Анацидность рН содержимого желудка на уровне более высоком, чем 6,0, во время наибольшей интенсивности стимуляции пентагастрином секреции соляной кислоты обкладочными клетками. Анацидность — это признак сугубо патологических изменений функций желудка, который свидетельствует о значительной потере его слизистой оболочкой клеток, секретирующих соляную кислоту.
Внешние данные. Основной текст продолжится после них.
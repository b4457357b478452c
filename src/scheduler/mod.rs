//! Fixture lifecycle scheduling
//!
//! Every tracked event gets three announcements: a pre-match thread a day
//! before kickoff, a match thread shortly before kickoff, and a post-match
//! thread once the provider reports a final status. This module decides
//! when each of them goes out and makes sure each goes out at most once.
//!
//! # Architecture
//!
//! ```text
//! ┌──────────────────────────────────────────────────────────┐
//! │                  LifecycleOrchestrator                   │
//! │   tick() (cron)            run(shutdown) (continuous)    │
//! │  ┌──────────────┐  ┌──────────────┐  ┌──────────────┐    │
//! │  │ StageScheduler│  │StageScheduler│  │StageScheduler│    │
//! │  │  PreEvent    │  │  LiveEvent   │  │  PostEvent   │    │
//! │  │  TimeGuard   │  │  TimeGuard   │  │ TerminalGuard│    │
//! │  └──────┬───────┘  └──────┬───────┘  └──────┬───────┘    │
//! └─────────┼─────────────────┼─────────────────┼────────────┘
//!           │                 │                 │
//!           │                 │          ┌──────▼──────┐
//!           │                 │          │StatusPoller │
//!           │                 │          └──────┬──────┘
//!           ▼                 ▼                 ▼
//!   IdempotencyLedger   ContentAssembler    Publisher
//! ```
//!
//! # Modules
//!
//! - [`timing`] - stage target times (`StageTimeCalculator`)
//! - [`status`] - total classification of raw status codes
//! - [`poller`] - status polling sessions with throttled cadence
//! - [`guard`] - readiness strategies for the `Waiting -> Ready` transition
//! - [`stage`] - the per-stage state machine
//! - [`orchestrator`] - per-event orchestration, tick reports and task registry
//! - [`error`] - scheduler errors
//!
//! # Defaults
//!
//! | Setting | Default | Description |
//! |---------|---------|-------------|
//! | `pre_event_offset` | 24h | Pre-match thread lead time |
//! | `live_event_offset` | 15m | Match thread lead time |
//! | `typical_duration` | 120m | Polling starts this long after kickoff |
//! | `interval` | 120s | Status poll interval |
//! | `throttle_factor` | 5 | Interval multiplier after 5 errors or 30 pre-start polls |
//! | `max_duration` | 4h | Polling gives up after this long |
//! | assembly retries | 3 attempts | 10s, then 20s between attempts |

pub mod error;
pub mod guard;
pub mod orchestrator;
pub mod poller;
pub mod stage;
pub mod status;
pub mod timing;

// Re-export main types
pub use error::{SchedulerError, SchedulerResult};
pub use guard::{ReadinessGuard, TerminalStatusGuard, TimeGuard};
pub use orchestrator::{LifecycleOrchestrator, StageReport, StageSnapshot, TickReport};
pub use poller::{PollingConfig, PollingOutcome, PollingSession, StatusPoller};
pub use stage::{SchedulerContext, StageScheduler, StageState};
pub use status::{classify, StatusCategory};
pub use timing::{StageTimeCalculator, TargetTime, TimingConfig};
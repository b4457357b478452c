// Core data structures for the matchday scheduler

use chrono::{DateTime, Utc};
use serde::{Deserialize, Serialize};
use std::fmt;

/// Opaque fixture identifier assigned by the data provider
#[derive(Debug, Clone, Copy, PartialEq, Eq, Hash, PartialOrd, Ord, Serialize, Deserialize)]
#[serde(transparent)]
pub struct EventId(pub u64);

impl fmt::Display for EventId {
    fn fmt(&self, f: &mut fmt::Formatter<'_>) -> fmt::Result {
        write!(f, "{}", self.0)
    }
}

impl std::str::FromStr for EventId {
    type Err = std::num::ParseIntError;

    fn from_str(s: &str) -> Result<Self, Self::Err> {
        s.trim().parse::<u64>().map(EventId)
    }
}

/// Lifecycle stage that gets its own announcement
#[derive(Debug, Clone, Copy, PartialEq, Eq, Hash, PartialOrd, Ord, Serialize, Deserialize)]
#[serde(rename_all = "snake_case")]
pub enum Stage {
    PreEvent,
    LiveEvent,
    PostEvent,
}

impl Stage {
    /// All stages in lifecycle order
    pub fn all() -> [Self; 3] {
        [Self::PreEvent, Self::LiveEvent, Self::PostEvent]
    }

    /// Get string representation
    pub fn as_str(&self) -> &'static str {
        match self {
            Self::PreEvent => "pre_event",
            Self::LiveEvent => "live_event",
            Self::PostEvent => "post_event",
        }
    }

    /// Human-readable thread name
    pub fn thread_name(&self) -> &'static str {
        match self {
            Self::PreEvent => "Pre-match thread",
            Self::LiveEvent => "Match thread",
            Self::PostEvent => "Post-match thread",
        }
    }

    /// Create from string (accepts the snake_case name and common aliases)
    pub fn parse(s: &str) -> Option<Self> {
        match s.to_lowercase().replace('-', "_").as_str() {
            "pre_event" | "pre" | "pre_match" | "prematch" => Some(Self::PreEvent),
            "live_event" | "live" | "match" | "match_thread" => Some(Self::LiveEvent),
            "post_event" | "post" | "post_match" | "postmatch" => Some(Self::PostEvent),
            _ => None,
        }
    }
}

impl fmt::Display for Stage {
    fn fmt(&self, f: &mut fmt::Formatter<'_>) -> fmt::Result {
        f.write_str(self.as_str())
    }
}

/// A participating team
#[derive(Debug, Clone, PartialEq, Eq, Serialize, Deserialize, Default)]
pub struct Team {
    pub id: u64,
    pub name: String,
}

/// Where the event takes place
#[derive(Debug, Clone, PartialEq, Eq, Serialize, Deserialize, Default)]
pub struct Venue {
    pub name: Option<String>,
    pub city: Option<String>,
}

/// Competition the fixture belongs to
#[derive(Debug, Clone, PartialEq, Eq, Serialize, Deserialize, Default)]
pub struct Competition {
    pub id: Option<u64>,
    pub name: String,
    pub round: Option<String>,
    pub season: Option<i32>,
}

/// A tracked fixture.
///
/// Only `id` and `start` drive scheduling; the remaining attributes are
/// consumed by content assembly.
#[derive(Debug, Clone, PartialEq, Eq, Serialize, Deserialize)]
pub struct Event {
    pub id: EventId,
    pub start: DateTime<Utc>,
    pub home: Team,
    pub away: Team,
    pub venue: Venue,
    pub competition: Competition,
    /// Raw provider status code at fetch time, if reported
    pub status_code: Option<String>,
}

impl Event {
    /// Short "Home vs Away" label for logs
    pub fn label(&self) -> String {
        format!("{} vs {}", self.home.name, self.away.name)
    }
}

/// Player entry in a lineup
#[derive(Debug, Clone, PartialEq, Eq, Serialize, Deserialize, Default)]
pub struct Player {
    pub name: String,
    pub number: Option<u32>,
    pub position: Option<String>,
}

/// One team's lineup
#[derive(Debug, Clone, PartialEq, Eq, Serialize, Deserialize, Default)]
pub struct Lineup {
    pub team: Team,
    pub coach: Option<String>,
    pub formation: Option<String>,
    pub starting: Vec<Player>,
    pub substitutes: Vec<Player>,
}

/// Data published close to kickoff
#[derive(Debug, Clone, PartialEq, Eq, Serialize, Deserialize, Default)]
pub struct LiveDetail {
    pub lineups: Vec<Lineup>,
}

impl LiveDetail {
    /// Lineups are released by the provider roughly an hour before kickoff
    pub fn has_lineups(&self) -> bool {
        !self.lineups.is_empty()
    }
}

/// Goals for and against, either side may be missing before data settles
#[derive(Debug, Clone, Copy, PartialEq, Eq, Serialize, Deserialize, Default)]
pub struct Score {
    pub home: Option<u32>,
    pub away: Option<u32>,
}

/// A goal event
#[derive(Debug, Clone, PartialEq, Eq, Serialize, Deserialize, Default)]
pub struct Goal {
    pub team: String,
    pub player: String,
    pub minute: Option<u32>,
    pub detail: Option<String>,
}

/// A single statistic line for one team
#[derive(Debug, Clone, PartialEq, Eq, Serialize, Deserialize, Default)]
pub struct StatLine {
    pub kind: String,
    pub value: String,
}

/// Statistics block for one team
#[derive(Debug, Clone, PartialEq, Eq, Serialize, Deserialize, Default)]
pub struct TeamStatistics {
    pub team: Team,
    pub lines: Vec<StatLine>,
}

/// How a past fixture ended for the team it was fetched for
#[derive(Debug, Clone, Copy, PartialEq, Eq, Serialize, Deserialize)]
#[serde(rename_all = "lowercase")]
pub enum FormOutcome {
    Win,
    Draw,
    Loss,
}

/// A finished fixture from one team's point of view
#[derive(Debug, Clone, PartialEq, Eq, Serialize, Deserialize)]
pub struct RecentResult {
    pub played_at: DateTime<Utc>,
    pub opponent: String,
    pub goals_for: Option<u32>,
    pub goals_against: Option<u32>,
}

impl RecentResult {
    /// `None` while either score is missing
    pub fn outcome(&self) -> Option<FormOutcome> {
        let (ours, theirs) = (self.goals_for?, self.goals_against?);
        Some(match ours.cmp(&theirs) {
            std::cmp::Ordering::Greater => FormOutcome::Win,
            std::cmp::Ordering::Equal => FormOutcome::Draw,
            std::cmp::Ordering::Less => FormOutcome::Loss,
        })
    }
}

/// Everything known about a fixture once it has ended
#[derive(Debug, Clone, PartialEq, Eq, Serialize, Deserialize)]
pub struct FinalResult {
    pub event: Event,
    pub status_code: String,
    pub score: Score,
    pub penalties: Option<Score>,
    pub goals: Vec<Goal>,
    pub statistics: Vec<TeamStatistics>,
}

#[cfg(test)]
mod tests {
    use super::*;

    #[test]
    fn test_stage_parse_aliases() {
        assert_eq!(Stage::parse("pre"), Some(Stage::PreEvent));
        assert_eq!(Stage::parse("Post-Match"), Some(Stage::PostEvent));
        assert_eq!(Stage::parse("live_event"), Some(Stage::LiveEvent));
        assert_eq!(Stage::parse("halftime"), None);
    }

    #[test]
    fn test_stage_round_trips_through_as_str() {
        for stage in Stage::all() {
            assert_eq!(Stage::parse(stage.as_str()), Some(stage));
        }
    }

    #[test]
    fn test_recent_result_outcome() {
        let result = |goals_for, goals_against| RecentResult {
            played_at: Utc::now(),
            opponent: "Grêmio".into(),
            goals_for,
            goals_against,
        };
        assert_eq!(result(Some(2), Some(0)).outcome(), Some(FormOutcome::Win));
        assert_eq!(result(Some(1), Some(1)).outcome(), Some(FormOutcome::Draw));
        assert_eq!(result(Some(0), Some(3)).outcome(), Some(FormOutcome::Loss));
        assert_eq!(result(None, Some(3)).outcome(), None);
    }

    #[test]
    fn test_event_id_parse() {
        assert_eq!(" 1208021 ".parse::<EventId>().unwrap(), EventId(1208021));
        assert!("abc".parse::<EventId>().is_err());
    }
}
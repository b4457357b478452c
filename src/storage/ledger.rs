//! Idempotency ledger
//!
//! Durable record of which stages have been published for each event. The
//! ledger is the only state shared between stage schedulers and between
//! process restarts, so every mutation is monotonic: a published flag is
//! never cleared by normal operation.
//!
//! # Architecture
//!
//! ```text
//! ┌──────────────────────────────────────────────┐
//! │              IdempotencyLedger               │
//! │   per-event claim lock, write retry, logs    │
//! └──────────────────────┬───────────────────────┘
//!                        │ LedgerStore
//!     ┌─────────────┬────┴────────┬─────────────┐
//!     ▼             ▼             ▼             ▼
//! ┌────────┐   ┌─────────┐   ┌─────────┐   ┌─────────┐
//! │ Memory │   │  File   │   │ SQLite  │   │  Redis  │
//! └────────┘   └─────────┘   └─────────┘   └─────────┘
//! ```

use std::collections::HashMap;
use std::sync::{Arc, Mutex};

use async_trait::async_trait;
use serde::{Deserialize, Serialize};
use tokio::sync::OwnedMutexGuard;

use crate::models::{EventId, Stage};
use crate::utils::error::LedgerError;
use crate::utils::retry::{with_retry_if, RetryConfig};

// ============================================================================
// Core Types
// ============================================================================

/// Published flags for one event
///
/// Serialized with the field names used by the on-disk thread state file.
#[derive(Debug, Clone, Copy, Default, PartialEq, Eq, Serialize, Deserialize)]
pub struct StageFlags {
    #[serde(rename = "preMatchPosted", default)]
    pub pre_event: bool,
    #[serde(rename = "matchThreadPosted", default)]
    pub live_event: bool,
    #[serde(rename = "postMatchPosted", default)]
    pub post_event: bool,
}

impl StageFlags {
    /// Whether `stage` is recorded as published
    pub fn get(&self, stage: Stage) -> bool {
        match stage {
            Stage::PreEvent => self.pre_event,
            Stage::LiveEvent => self.live_event,
            Stage::PostEvent => self.post_event,
        }
    }

    /// Set the flag for `stage`, returning whether it was previously unset
    pub fn set(&mut self, stage: Stage) -> bool {
        let slot = match stage {
            Stage::PreEvent => &mut self.pre_event,
            Stage::LiveEvent => &mut self.live_event,
            Stage::PostEvent => &mut self.post_event,
        };
        let newly_set = !*slot;
        *slot = true;
        newly_set
    }

    /// Flags with only `stage` set
    pub fn only(stage: Stage) -> Self {
        let mut flags = Self::default();
        flags.set(stage);
        flags
    }

    /// Logical OR of two flag sets
    pub fn merge(self, other: Self) -> Self {
        Self {
            pre_event: self.pre_event || other.pre_event,
            live_event: self.live_event || other.live_event,
            post_event: self.post_event || other.post_event,
        }
    }

    /// All three stages published
    pub fn all_published(&self) -> bool {
        self.pre_event && self.live_event && self.post_event
    }

    /// Stages recorded as published
    pub fn published_stages(&self) -> Vec<Stage> {
        Stage::all().into_iter().filter(|s| self.get(*s)).collect()
    }
}

// ============================================================================
// Store Trait
// ============================================================================

/// Durable key-value backend for stage flags
///
/// Implementations must keep flags monotonic: `put` merges with what is
/// stored and `mark` is an atomic compare-and-set at the storage layer.
#[async_trait]
pub trait LedgerStore: Send + Sync {
    /// Flags for an event; all false if the event has never been recorded
    async fn get(&self, event_id: EventId) -> Result<StageFlags, LedgerError>;

    /// Merge `flags` into the stored flags
    async fn put(&self, event_id: EventId, flags: StageFlags) -> Result<(), LedgerError>;

    /// Set one flag. Returns true if this call set it, false if it was already set.
    /// Durable before returning.
    async fn mark(&self, event_id: EventId, stage: Stage) -> Result<bool, LedgerError>;

    /// Short backend name for logs
    fn backend_name(&self) -> &'static str;
}

/// In-memory store for tests and dry runs
#[derive(Debug, Default)]
pub struct MemoryLedgerStore {
    entries: Mutex<HashMap<EventId, StageFlags>>,
}

impl MemoryLedgerStore {
    pub fn new() -> Self {
        Self::default()
    }

    fn lock(&self) -> Result<std::sync::MutexGuard<'_, HashMap<EventId, StageFlags>>, LedgerError> {
        self.entries
            .lock()
            .map_err(|_| LedgerError::Task("memory ledger lock poisoned".to_string()))
    }
}

#[async_trait]
impl LedgerStore for MemoryLedgerStore {
    async fn get(&self, event_id: EventId) -> Result<StageFlags, LedgerError> {
        Ok(self.lock()?.get(&event_id).copied().unwrap_or_default())
    }

    async fn put(&self, event_id: EventId, flags: StageFlags) -> Result<(), LedgerError> {
        let mut entries = self.lock()?;
        let entry = entries.entry(event_id).or_default();
        *entry = entry.merge(flags);
        Ok(())
    }

    async fn mark(&self, event_id: EventId, stage: Stage) -> Result<bool, LedgerError> {
        Ok(self.lock()?.entry(event_id).or_default().set(stage))
    }

    fn backend_name(&self) -> &'static str {
        "memory"
    }
}

// ============================================================================
// Idempotency Ledger
// ============================================================================

/// Exclusive right to check, publish and record stages of one event
///
/// Held across check -> publish -> record so two schedulers in the same
/// process can never both observe a stage as unpublished.
pub struct LedgerClaim {
    event_id: EventId,
    _guard: OwnedMutexGuard<()>,
}

impl LedgerClaim {
    pub fn event_id(&self) -> EventId {
        self.event_id
    }
}

/// Per-event publication record in front of a [`LedgerStore`]
pub struct IdempotencyLedger {
    store: Arc<dyn LedgerStore>,
    claims: Mutex<HashMap<EventId, Arc<tokio::sync::Mutex<()>>>>,
    write_retry: RetryConfig,
}

impl IdempotencyLedger {
    pub fn new(store: Arc<dyn LedgerStore>) -> Self {
        Self {
            store,
            claims: Mutex::new(HashMap::new()),
            write_retry: RetryConfig::with_delays(2, 250, 2_000),
        }
    }

    /// Ledger backed by a fresh in-memory store
    pub fn in_memory() -> Self {
        Self::new(Arc::new(MemoryLedgerStore::new()))
    }

    /// Override the retry policy for `mark_published`
    pub fn with_write_retry(mut self, retry: RetryConfig) -> Self {
        self.write_retry = retry;
        self
    }

    pub fn backend_name(&self) -> &'static str {
        self.store.backend_name()
    }

    /// Wait for exclusive access to an event's stages
    pub async fn claim(&self, event_id: EventId) -> LedgerClaim {
        let lock = {
            let mut claims = self.claims.lock().unwrap_or_else(|e| e.into_inner());
            Arc::clone(claims.entry(event_id).or_default())
        };
        LedgerClaim {
            event_id,
            _guard: lock.lock_owned().await,
        }
    }

    /// All flags for an event
    pub async fn flags(&self, event_id: EventId) -> Result<StageFlags, LedgerError> {
        self.store.get(event_id).await
    }

    /// Whether a stage has been published
    ///
    /// Read failures are returned, never mapped to either answer.
    pub async fn is_published(&self, event_id: EventId, stage: Stage) -> Result<bool, LedgerError> {
        Ok(self.store.get(event_id).await?.get(stage))
    }

    /// Record a stage as published. Durable when this returns `Ok`.
    ///
    /// Returns false if the stage was already recorded, which means another
    /// actor published it too.
    pub async fn mark_published(&self, event_id: EventId, stage: Stage) -> Result<bool, LedgerError> {
        let store = Arc::clone(&self.store);
        let newly_set = with_retry_if(
            &self.write_retry,
            || {
                let store = Arc::clone(&store);
                async move { store.mark(event_id, stage).await }
            },
            LedgerError::is_transient,
        )
        .await?;

        if newly_set {
            tracing::debug!(
                event_id = %event_id,
                stage = %stage,
                backend = self.store.backend_name(),
                "Stage recorded as published"
            );
        } else {
            tracing::warn!(
                event_id = %event_id,
                stage = %stage,
                backend = self.store.backend_name(),
                "Stage was already recorded as published"
            );
        }
        Ok(newly_set)
    }

    /// Merge externally known flags (operator override, migration)
    pub async fn merge_flags(&self, event_id: EventId, flags: StageFlags) -> Result<(), LedgerError> {
        self.store.put(event_id, flags).await
    }
}
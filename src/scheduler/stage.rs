//! Per-stage state machine
//!
//! One [`StageScheduler`] drives one (event, stage) pair through
//!
//! ```text
//! Idle -> Waiting -> Ready -> Assembling -> Publishing -> Done
//!                                 \              \
//!                                  +--------------+--> Failed { recoverable }
//! ```
//!
//! The ledger is consulted before any timing or polling logic, so a stage
//! that is already recorded goes straight to `Done`. Publication is recorded
//! only after the publisher confirmed success.

use std::fmt;
use std::sync::Arc;
use std::time::Duration;

use chrono::{DateTime, Utc};
use tokio::sync::watch;

use super::error::{SchedulerError, SchedulerResult};
use super::guard::{ReadinessGuard, TerminalStatusGuard, TimeGuard};
use super::poller::{PollingConfig, PollingOutcome, PollingSession, StatusPoller};
use super::status::StatusCategory;
use super::timing::{StageTimeCalculator, TargetTime, TimingConfig};
use crate::content::{Content, ContentAssembler, ContentRequest, TerminalStatus};
use crate::metrics;
use crate::models::{Event, Stage};
use crate::provider::DataProvider;
use crate::publisher::Publisher;
use crate::storage::IdempotencyLedger;
use crate::utils::clock::{Clock, SystemClock};
use crate::utils::error::AssemblyError;
use crate::utils::retry::RetryConfig;

/// Longest single sleep while waiting for a wall-clock target
const MAX_SLEEP: Duration = Duration::from_secs(3600);

// ============================================================================
// State
// ============================================================================

/// Where a stage is in its lifecycle
#[derive(Debug, Clone, Copy, PartialEq, Eq)]
pub enum StageState {
    Idle,
    Waiting,
    Ready,
    Assembling,
    Publishing,
    Done,
    /// Recoverable failures return to `Idle` on the next tick
    Failed { recoverable: bool },
}

impl StageState {
    pub fn as_str(&self) -> &'static str {
        match self {
            Self::Idle => "idle",
            Self::Waiting => "waiting",
            Self::Ready => "ready",
            Self::Assembling => "assembling",
            Self::Publishing => "publishing",
            Self::Done => "done",
            Self::Failed { recoverable: true } => "failed(recoverable)",
            Self::Failed { recoverable: false } => "failed",
        }
    }

    /// No further progress is possible in this process
    pub fn is_final(&self) -> bool {
        matches!(self, Self::Done | Self::Failed { recoverable: false })
    }
}

impl fmt::Display for StageState {
    fn fmt(&self, f: &mut fmt::Formatter<'_>) -> fmt::Result {
        f.write_str(self.as_str())
    }
}

// ============================================================================
// Shared collaborators
// ============================================================================

/// Collaborators and tuning shared by the schedulers of one event
#[derive(Clone)]
pub struct SchedulerContext {
    pub ledger: Arc<IdempotencyLedger>,
    pub provider: Arc<dyn DataProvider>,
    pub assembler: Arc<dyn ContentAssembler>,
    pub publisher: Arc<dyn Publisher>,
    pub clock: Arc<dyn Clock>,
    pub timing: TimingConfig,
    pub polling: PollingConfig,
    /// Attempts and backoff for content assembly
    pub assembly_retry: RetryConfig,
}

impl SchedulerContext {
    pub fn new(
        ledger: Arc<IdempotencyLedger>,
        provider: Arc<dyn DataProvider>,
        assembler: Arc<dyn ContentAssembler>,
        publisher: Arc<dyn Publisher>,
    ) -> Self {
        Self {
            ledger,
            provider,
            assembler,
            publisher,
            clock: Arc::new(SystemClock),
            timing: TimingConfig::default(),
            polling: PollingConfig::default(),
            assembly_retry: RetryConfig::linear(2, Duration::from_secs(10)),
        }
    }

    pub fn with_clock(mut self, clock: Arc<dyn Clock>) -> Self {
        self.clock = clock;
        self
    }

    pub fn with_timing(mut self, timing: TimingConfig) -> Self {
        self.timing = timing;
        self
    }

    pub fn with_polling(mut self, polling: PollingConfig) -> Self {
        self.polling = polling;
        self
    }

    pub fn with_assembly_retry(mut self, retry: RetryConfig) -> Self {
        self.assembly_retry = retry;
        self
    }
}

// ============================================================================
// Stage Scheduler
// ============================================================================

/// Drives one stage of one event to publication
pub struct StageScheduler {
    event: Event,
    stage: Stage,
    guard: Box<dyn ReadinessGuard>,
    ctx: SchedulerContext,
    poller: StatusPoller,
    state: StageState,
    session: Option<PollingSession>,
    terminal: Option<TerminalStatus>,
    polling_exhausted: bool,
}
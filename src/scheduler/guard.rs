//! Readiness guards
//!
//! The `Waiting -> Ready` transition is the only part of the stage state
//! machine that differs between stages. Each stage is given one guard at
//! construction.

use chrono::{DateTime, Utc};

use crate::scheduler::status::StatusCategory;

/// Decides when a waiting stage becomes ready
pub trait ReadinessGuard: Send + Sync {
    /// Whether the stage may proceed, given the current time and the last
    /// classified status (if the stage polls)
    fn is_ready(&self, now: DateTime<Utc>, status: Option<StatusCategory>) -> bool;

    /// Wall-clock target, for time-driven guards
    fn scheduled_time(&self) -> Option<DateTime<Utc>>;

    /// Whether this guard needs live status polling
    fn needs_polling(&self) -> bool {
        false
    }

    /// Earliest time polling is worthwhile, for polling guards
    fn poll_from(&self) -> Option<DateTime<Utc>> {
        None
    }
}

/// Ready once the clock reaches a fixed target
#[derive(Debug, Clone, Copy)]
pub struct TimeGuard {
    target: DateTime<Utc>,
}

impl TimeGuard {
    pub fn new(target: DateTime<Utc>) -> Self {
        Self { target }
    }
}

impl ReadinessGuard for TimeGuard {
    fn is_ready(&self, now: DateTime<Utc>, _status: Option<StatusCategory>) -> bool {
        now >= self.target
    }

    fn scheduled_time(&self) -> Option<DateTime<Utc>> {
        Some(self.target)
    }
}

/// Ready once a terminal status has been observed
///
/// `poll_from` is only a hint for when polling should begin.
#[derive(Debug, Clone, Copy)]
pub struct TerminalStatusGuard {
    poll_from: DateTime<Utc>,
}

impl TerminalStatusGuard {
    pub fn new(poll_from: DateTime<Utc>) -> Self {
        Self { poll_from }
    }
}

impl ReadinessGuard for TerminalStatusGuard {
    fn is_ready(&self, _now: DateTime<Utc>, status: Option<StatusCategory>) -> bool {
        status.is_some_and(|s| s.is_terminal())
    }

    fn scheduled_time(&self) -> Option<DateTime<Utc>> {
        None
    }

    fn needs_polling(&self) -> bool {
        true
    }

    fn poll_from(&self) -> Option<DateTime<Utc>> {
        Some(self.poll_from)
    }
}
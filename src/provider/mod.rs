//! Event-data provider
//!
//! The scheduler consumes event data through [`DataProvider`] and does not
//! know about its transport. [`ApiFootballClient`] is the HTTP implementation
//! used by the binary.

pub mod api_football;
pub mod quota;

use async_trait::async_trait;

use crate::models::{Competition, Event, EventId, FinalResult, LiveDetail, RecentResult};
use crate::utils::error::ProviderError;

pub use api_football::{ApiFootballClient, ProviderConfig};
pub use quota::QuotaTracker;

/// Source of event data and live status
///
/// Every call may be slow, rate limited or fail intermittently.
#[async_trait]
pub trait DataProvider: Send + Sync {
    /// Next event to track, if any is scheduled
    async fn fetch_event(&self) -> Result<Option<Event>, ProviderError>;

    /// Data published close to the start (lineups). May be partially populated.
    async fn fetch_live_detail(&self, event_id: EventId) -> Result<LiveDetail, ProviderError>;

    /// Result data once the event has ended
    async fn fetch_final_data(&self, event_id: EventId) -> Result<FinalResult, ProviderError>;

    /// Raw provider status code for the event
    async fn fetch_status(&self, event_id: EventId) -> Result<String, ProviderError>;

    /// Last `count` finished fixtures of a team in `competition`, newest first
    ///
    /// Providers without history report none.
    async fn fetch_recent_form(
        &self,
        _team_id: u64,
        _competition: &Competition,
        _count: u8,
    ) -> Result<Vec<RecentResult>, ProviderError> {
        Ok(Vec::new())
    }
}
Анацидность могут обусловить рак желудка, аутоиммунный атрофический гастрит, гипотиреоз, применение лекарственных препаратов, снижающих тонус блуждающего нерва.

 

3. Задача №16.

Больной К., 75 лет, находится на стационарном лечении в отделении сосудистой хирургии ККБ №1. Жалобы на боли в икроножной мышце левой ноги, невозможность наступить на ногу.

Коагулограмма: время свертывания крови – 4 мин. (норма до 10 мин.), время рекальцификации плазмы 60 сек. (норма 80 – 120 сек.), толерантность плазмы к гепарину 4 мин. (норма 7 – 11 мин.), содержание фибриногена 5,24 г/л (норма 2 – 4 г/л), тромбоциты 350000 (норма 250000 – 400000).

Вопросы:

1. Предполагаемая патология у больного. Этиология, факторы заболевания

2. Нарисуйте микроциркуляторное русло, назовите функциональную нагрузку каждого из звеньев

3. Какие формы нарушения микроциркуляции вам известны

4. Патогенез расстройства микроциркуляции у данного больного

5. Этиология синдрома капилляротрофической недостаточности, исход.